Avant de proposer ou de diffuser des contenus promotionnels pour des marques, entreprises ou services, le prestataire doit :
- Obtenir une licence (agrément) délivrée par l’Autorité de Régulation de la Publicité
- Déclarer régulièrement ses prestations et ses revenus issus de l’activité publicitaire
- S’acquitter des redevances prévues par la réglementation en vigueur
Par ailleurs, les annonceurs — entreprises, commerces, institutions ou particuliers — ne sont autorisés à collaborer qu’avec des prestataires dûment agréés par l’Autorité.
Travailler avec un acteur non agréé peut exposer l’annonceur lui-même à des sanctions administratives et à des risques juridiques.
Ces dispositions visent notamment à organiser le secteur, renforcer la transparence financière et protéger les annonceurs ainsi que les consommateurs.
Une suspension liée à un défaut de déclaration
Selon le communiqué officiel, les 35 prestataires concernés par la suspension n’auraient pas respecté leurs obligations déclaratives, malgré plusieurs appels et rappels de l’Autorité.
Autrement dit, il ne s’agit pas d’une sanction arbitraire, mais d’une mesure administrative prise dans le cadre de l’application de la loi.
Ces acteurs sont accusés principalement de :
- Ne pas avoir déclaré leurs activités publicitaires
- Ne pas avoir versé les redevances dues sur les revenus générés
- Continuer à exercer sans se conformer aux exigences réglementaires
Face à cette situation, l’Autorité a décidé de suspendre leurs activités publicitaires pour une durée de six mois, à compter de la date de publication du communiqué.

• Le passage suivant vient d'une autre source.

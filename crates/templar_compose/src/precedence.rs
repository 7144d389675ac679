//! Import-graph builder.
//!
//! Flattens a [`ModuleTree`] into a [`GlobalImportList`]: one slot per module
//! that has its own import precedence (the root and every imported module).
//! Included modules get no slot; they share the slot of their includer.
//!
//! Precedence is assigned by a post-order walk: a module's imports are
//! visited first (in declaration order), then the module itself. The
//! post-order index is the precedence, so a module outranks everything it
//! imports, and a later import outranks an earlier one. As a consequence the
//! modules a slot imports, transitively, occupy exactly the contiguous
//! precedence range just below it.

use std::ops::Range;

use templar_foundation::{ModuleId, Precedence};
use templar_stylesheet::ModuleTree;
use tracing::debug;

/// One precedence level.
#[derive(Copy, Clone, Debug, PartialEq, Eq)]
pub struct ImportSlot {
    /// The root or imported module owning this slot.
    pub module: ModuleId,
    /// Its import precedence.
    pub precedence: Precedence,
    /// Lowest precedence among the modules it imports, transitively.
    /// Equal to `precedence` when it imports nothing.
    pub import_floor: Precedence,
}

impl ImportSlot {
    /// The precedence range of everything this slot imports, transitively.
    #[must_use]
    pub fn import_range(&self) -> Range<Precedence> {
        self.import_floor..self.precedence
    }

    /// Returns true if `precedence` belongs to a module this slot imports.
    #[must_use]
    pub fn imports(&self, precedence: Precedence) -> bool {
        self.import_range().contains(&precedence)
    }
}

/// The precedence-ordered module list. Index 0 is the root, the highest
/// precedence.
#[derive(Clone, Debug)]
pub struct GlobalImportList {
    slots: Vec<ImportSlot>,
    by_module: Vec<Option<Precedence>>,
}

impl GlobalImportList {
    /// Builds the import list for `tree`.
    #[must_use]
    pub fn build(tree: &ModuleTree) -> Self {
        let mut order = Vec::with_capacity(tree.len());
        visit(tree, tree.root(), &mut order);

        let mut by_module = vec![None; tree.len()];
        for slot in &order {
            assign(tree, slot.module, slot.precedence, &mut by_module);
        }

        order.reverse();
        debug!(
            modules = tree.len(),
            slots = order.len(),
            "built global import list"
        );
        Self {
            slots: order,
            by_module,
        }
    }

    /// Number of precedence levels.
    #[must_use]
    pub fn len(&self) -> usize {
        self.slots.len()
    }

    /// Always false: the root always has a slot.
    #[must_use]
    pub fn is_empty(&self) -> bool {
        self.slots.is_empty()
    }

    /// Slots from highest to lowest precedence.
    #[must_use]
    pub fn slots(&self) -> &[ImportSlot] {
        &self.slots
    }

    /// Iterates slots from highest to lowest precedence.
    pub fn iter(&self) -> impl Iterator<Item = &ImportSlot> {
        self.slots.iter()
    }

    /// Modules owning a slot, from highest to lowest precedence.
    pub fn modules(&self) -> impl Iterator<Item = ModuleId> + '_ {
        self.slots.iter().map(|s| s.module)
    }

    /// Returns the precedence of `module`. Included modules report the
    /// precedence of the slot they were flattened into.
    #[must_use]
    pub fn precedence_of(&self, module: ModuleId) -> Option<Precedence> {
        self.by_module.get(module.index()).copied().flatten()
    }

    /// Returns the slot at `precedence`.
    #[must_use]
    pub fn slot(&self, precedence: Precedence) -> Option<&ImportSlot> {
        let rank = usize::try_from(precedence.rank()).ok()?;
        let index = self.slots.len().checked_sub(rank + 1)?;
        self.slots.get(index)
    }

    /// Returns the slot that `module` (or its includer) belongs to.
    #[must_use]
    pub fn slot_of(&self, module: ModuleId) -> Option<&ImportSlot> {
        self.precedence_of(module).and_then(|p| self.slot(p))
    }
}

fn visit(tree: &ModuleTree, module: ModuleId, order: &mut Vec<ImportSlot>) {
    let floor = precedence_at(order.len());
    for import in tree.slot_imports(module) {
        visit(tree, import, order);
    }
    order.push(ImportSlot {
        module,
        precedence: precedence_at(order.len()),
        import_floor: floor,
    });
}

fn assign(
    tree: &ModuleTree,
    module: ModuleId,
    precedence: Precedence,
    by_module: &mut [Option<Precedence>],
) {
    by_module[module.index()] = Some(precedence);
    for site in tree.module(module).includes() {
        assign(tree, site.module, precedence, by_module);
    }
}

fn precedence_at(index: usize) -> Precedence {
    Precedence::new(u32::try_from(index).unwrap_or(u32::MAX))
}
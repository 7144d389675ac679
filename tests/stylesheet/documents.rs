//! Integration tests for the in-memory document
//!
//! Tests navigation and string values through the node capability.

use std::thread;

use templar_foundation::QName;
use templar_stylesheet::{Document, NodeKind, NodeRef, NodeTree};

// =============================================================================
// Navigation
// =============================================================================

#[test]
fn ancestors_run_up_to_the_document() {
    let mut doc = Document::new();
    let a = doc.append_element(doc.root(), QName::local("a"));
    let b = doc.append_element(a, QName::local("b"));
    let c = doc.append_element(b, QName::local("c"));

    let kinds: Vec<_> = doc.node(c).ancestors().map(NodeRef::kind).collect();
    assert_eq!(
        kinds,
        vec![NodeKind::Element, NodeKind::Element, NodeKind::Document]
    );
}

#[test]
fn attribute_parent_is_its_element() {
    let mut doc = Document::new();
    let e = doc.append_element(doc.root(), QName::local("e"));
    let attr = doc.set_attribute(e, QName::local("lang"), "en");

    assert_eq!(doc.node(attr).parent().map(NodeRef::id), Some(e));
    assert_eq!(doc.node(attr).kind(), NodeKind::Attribute);
    assert_eq!(doc.node(attr).string_value(), "en");
}

#[test]
fn element_string_value_concatenates_descendant_text() {
    let mut doc = Document::new();
    let p = doc.append_element(doc.root(), QName::local("p"));
    doc.append_text(p, "one ");
    let b = doc.append_element(p, QName::local("b"));
    doc.append_cdata(b, "two");
    doc.append_comment(p, "ignored");
    doc.append_text(p, " three");

    assert_eq!(doc.node(p).string_value(), "one two three");
    assert_eq!(doc.node(doc.root()).string_value(), "one two three");
}

#[test]
fn document_is_usable_through_the_trait_object() {
    let mut doc = Document::new();
    let e = doc.append_element(doc.root(), QName::new("urn:x", "e"));
    let tree: &dyn NodeTree = &doc;

    assert_eq!(tree.kind(e), NodeKind::Element);
    assert_eq!(tree.local_name(e), Some("e"));
    assert_eq!(tree.namespace_uri(e), Some("urn:x"));
    assert_eq!(tree.parent(e), Some(doc.root()));
    assert_eq!(NodeRef::new(tree, e).name(), Some(QName::new("urn:x", "e")));
}

#[test]
fn iter_visits_every_node() {
    let mut doc = Document::new();
    let e = doc.append_element(doc.root(), QName::local("e"));
    doc.set_attribute(e, QName::local("a"), "1");
    doc.append_text(e, "t");

    assert_eq!(doc.iter().count(), 4);
    assert_eq!(doc.len(), 4);
    assert!(!doc.is_empty());
}

#[test]
fn node_refs_are_read_from_many_threads() {
    let mut doc = Document::new();
    let e = doc.append_element(doc.root(), QName::local("e"));
    doc.append_text(e, "shared");
    let node = doc.node(e);

    thread::scope(|scope| {
        let readers: Vec<_> = (0..4)
            .map(|_| scope.spawn(move || node.string_value()))
            .collect();
        for reader in readers {
            assert_eq!(reader.join().unwrap(), "shared");
        }
    });
}
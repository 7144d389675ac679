//! Core names, ranks, locators, and errors for Templar.
//!
//! This crate provides:
//! - [`QName`] - Expanded names for templates, modes, and declarations
//! - [`ModuleId`] / [`RuleId`] - Arena indices for modules and compiled rules
//! - [`Precedence`], [`Priority`], [`Score`] - The keys rule dispatch sorts by
//! - [`Locator`] - Source positions for declarations
//! - [`Error`] - Compile errors with context

#![warn(missing_docs)]
#![warn(clippy::all)]
#![warn(clippy::pedantic)]

pub mod error;
pub mod id;
pub mod locator;
pub mod qname;
pub mod rank;

pub use error::{Error, ErrorContext, ErrorKind, Result};
pub use id::{ModuleId, RuleId};
pub use locator::Locator;
pub use qname::QName;
pub use rank::{InvalidPriority, Precedence, Priority, Score};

Une mesure pour structurer un secteur en pleine expansion
Le marché de la publicité digitale connaît une forte croissance en Mauritanie, notamment avec l’essor des réseaux sociaux.
Cependant, cette expansion rapide nécessite un cadre réglementaire clair et respecté, afin d’éviter :
- La concurrence déloyale entre prestataires
- L’opacité financière
- Les risques de fraude ou de désinformation commerciale
En rappelant les règles et en sanctionnant les manquements, l’Autorité cherche ainsi à professionnaliser le secteur et instaurer une culture de conformité.
Un appel à la régularisation
L’Autorité de Régulation de la Publicité invite l’ensemble des acteurs du domaine à se mettre en conformité avec la loi, sous peine de s’exposer à des sanctions plus lourdes pouvant aller jusqu’au retrait définitif de la licence.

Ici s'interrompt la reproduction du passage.